A questo punto, Signori del Tribunale, la stessa difesa rischia oggettivamente di divenire ricerca bizantina d'una qualsiasi sentenza d'innocenza, possibile semplicemente a chi ne abbia i mezzi. Questa difesa finisce non di rado per contare sul formarsi di "intime convinzioni" umane e civili nella coscienza delle persone-giudici, piuttosto che di loro "intime convinzioni" sul dettato delle leggi, e per secondare, dunque, in qualche misura, il manifestarsi di giudici che pretendano di fare o dire giustizia, anziché di applicare le leggi: cosa necessaria e conveniente comunque, anche se queste - come è noto - possono essere o apparire "ingiuste" alla coscienza di uno o anche dei più; anche se occorre, quindi, riformarle, e non già "interpretarle" fino a rendere sentenza di "innocenza" a chi la legge vorrebbe colpevole, o viceversa.

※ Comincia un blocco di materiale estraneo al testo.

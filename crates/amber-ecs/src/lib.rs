//! Amber ECS - entity-component storage with generational handles.
//!
//! An in-memory store associating typed component values with
//! lightweight, recyclable entity identifiers, plus fast multi-criteria
//! membership queries (views). It is the substrate a simulation or
//! UI-state run loop iterates each frame.
//!
//! # Key Concepts
//!
//! - **Entity**: a generation-stamped identifier with no intrinsic data;
//!   stale handles fail validation forever, even after index reuse
//! - **Component**: a plain value attached to exactly one entity at a
//!   time, stored densely per type
//! - **View**: a lazy, filtered iteration over entities that have all
//!   required component types and none of the excluded ones
//!
//! # Example
//!
//! ```
//! use amber_ecs::World;
//!
//! struct Position { x: f32, y: f32 }
//! struct Velocity { dx: f32, dy: f32 }
//!
//! let mut world = World::new();
//! let e = world.create_entity();
//! world.insert(e, Position { x: 0.0, y: 0.0 });
//! world.insert(e, Velocity { dx: 1.0, dy: 0.0 });
//!
//! // A view borrows the stores it reads, so gather matches before mutating.
//! let moving: Vec<_> = world.view::<Position>().include::<Velocity>().iter().collect();
//! for entity in moving {
//!     let &Velocity { dx, dy } = world.get::<Velocity>(entity).unwrap();
//!     let position = world.get_mut::<Position>(entity).unwrap();
//!     position.x += dx;
//!     position.y += dy;
//! }
//!
//! world.destroy_entity(e);
//! assert!(!world.is_valid(e));
//! ```

mod component;
mod entity;
mod error;
mod registry;
mod storage;
mod view;
mod world;

pub use component::{Component, Components};
pub use entity::{Entity, EntityAllocator, EntityId, Generation};
pub use error::EcsError;
pub use storage::ComponentStore;
pub use view::{View, ViewIter};
pub use world::{EntityMut, EntityRef, World};

/// Prelude for convenient imports.
pub mod prelude {
    pub use crate::{Component, Entity, View, World};
}
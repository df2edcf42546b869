//! Type-keyed registry of component stores.
//!
//! One store per distinct component type ever requested, created lazily
//! on first use and held behind the erased trait so callers that only
//! need membership or removal never see the value type.

use std::any::{TypeId, type_name};

use rustc_hash::FxHashMap;
use tracing::trace;

use crate::{
    component::Component,
    storage::{ComponentStore, ErasedStore},
};

/// Registry mapping component type identity to its type-erased store.
#[derive(Default)]
pub(crate) struct StoreRegistry {
    stores: FxHashMap<TypeId, Box<dyn ErasedStore>>,
}

impl StoreRegistry {
    pub(crate) fn new() -> Self {
        Self::default()
    }

    /// Check if a store exists for a component type.
    pub(crate) fn has_store<T: Component>(&self) -> bool {
        self.stores.contains_key(&TypeId::of::<T>())
    }

    /// Get the store for a component type, if it was ever created.
    pub(crate) fn get<T: Component>(&self) -> Option<&ComponentStore<T>> {
        let store = self.stores.get(&TypeId::of::<T>())?;
        Some(
            store
                .as_any()
                .downcast_ref()
                .expect("store registered under its own TypeId"),
        )
    }

    /// Get the store for a component type mutably, if it was ever created.
    pub(crate) fn get_mut<T: Component>(&mut self) -> Option<&mut ComponentStore<T>> {
        let store = self.stores.get_mut(&TypeId::of::<T>())?;
        Some(
            store
                .as_any_mut()
                .downcast_mut()
                .expect("store registered under its own TypeId"),
        )
    }

    /// Get the store for a component type, creating it on first use.
    pub(crate) fn get_or_create<T: Component>(&mut self) -> &mut ComponentStore<T> {
        self.stores
            .entry(TypeId::of::<T>())
            .or_insert_with(|| {
                trace!("created component store for {}", type_name::<T>());
                Box::new(ComponentStore::<T>::new())
            })
            .as_any_mut()
            .downcast_mut()
            .expect("store registered under its own TypeId")
    }

    /// Get the erased store for a type identity, if it exists.
    pub(crate) fn erased(&self, type_id: TypeId) -> Option<&dyn ErasedStore> {
        self.stores.get(&type_id).map(|store| &**store)
    }

    /// Iterate over every store, regardless of component type.
    pub(crate) fn iter_mut(
        &mut self,
    ) -> impl Iterator<Item = &mut (dyn ErasedStore + 'static)> + '_ {
        self.stores.values_mut().map(|store| &mut **store)
    }

    /// Get the number of distinct component types ever requested.
    pub(crate) fn store_count(&self) -> usize {
        self.stores.len()
    }
}

#[cfg(test)]
mod tests {
    use super::*;
    use crate::entity::{Entity, Generation};

    fn entity(id: u32) -> Entity {
        Entity::new(id, Generation::new().bump())
    }

    struct A(i32);
    struct B(i32);

    #[test]
    fn test_lazy_creation() {
        let mut registry = StoreRegistry::new();

        assert!(!registry.has_store::<A>());
        assert!(registry.get::<A>().is_none());
        assert_eq!(registry.store_count(), 0);

        registry.get_or_create::<A>();
        assert!(registry.has_store::<A>());
        assert!(!registry.has_store::<B>());
        assert_eq!(registry.store_count(), 1);
    }

    #[test]
    fn test_get_or_create_idempotent() {
        let mut registry = StoreRegistry::new();
        let e0 = entity(0);

        registry.get_or_create::<A>().insert(e0, A(7));
        // Second request must return the same store, not a fresh one.
        assert_eq!(registry.get_or_create::<A>().get(e0).map(|a| a.0), Some(7));
        assert_eq!(registry.store_count(), 1);
    }

    #[test]
    fn test_stores_are_per_type() {
        let mut registry = StoreRegistry::new();
        let e0 = entity(0);

        registry.get_or_create::<A>().insert(e0, A(1));
        registry.get_or_create::<B>().insert(e0, B(2));

        assert_eq!(registry.get::<A>().unwrap().get(e0).map(|a| a.0), Some(1));
        assert_eq!(registry.get::<B>().unwrap().get(e0).map(|b| b.0), Some(2));
        assert_eq!(registry.store_count(), 2);
    }

    #[test]
    fn test_erased_lookup() {
        let mut registry = StoreRegistry::new();
        let e0 = entity(0);
        registry.get_or_create::<A>().insert(e0, A(1));

        let erased = registry.erased(TypeId::of::<A>()).unwrap();
        assert!(erased.contains(e0));
        assert!(registry.erased(TypeId::of::<B>()).is_none());
    }

    #[test]
    fn test_iter_mut_covers_all_stores() {
        let mut registry = StoreRegistry::new();
        let e0 = entity(0);

        registry.get_or_create::<A>().insert(e0, A(1));
        registry.get_or_create::<B>().insert(e0, B(2));

        for store in registry.iter_mut() {
            store.remove(e0);
        }

        assert!(registry.get::<A>().unwrap().is_empty());
        assert!(registry.get::<B>().unwrap().is_empty());
    }
}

Ma urge imporre dibattito, consapevolezza, e certezza della legge, della sua ragionevolezza. Perciò, in questo processo, rispondendo anche ai sentimenti che ciascuno può vivere, a seconda dei momenti, con minore o maggior forza, mi difenderò non esercitando in alcun modo il diritto alla difesa; chiedendo, con fiducia, che in tal modo mi si assicuri quel processo rapido e certo che la Costituzione prescrive, e che leggi, ordinamenti e strutture troppo spesso impediscono di celebrare.

Sono passati quasi due anni dal fatto per cui mi dovete giudicare. Ora, quel che mi importa, la sola difesa che mi interessi è la vostra sentenza, nella speranza che la legge non obblighi a giudicare secondo la più assoluta e manifesta delle irragionevolezze, come la Corte Costituzionale - lo scorso anno - mi è parso volesse suggerire e decretare.

Signori Giudici, rispetterò comunque la vostra sentenza.

Dalla lettera inviata da Marco Pannella ai giudici della VII Sezione del Tribunale di Roma, che dovranno giudicarlo per i fatti di Porta Portese.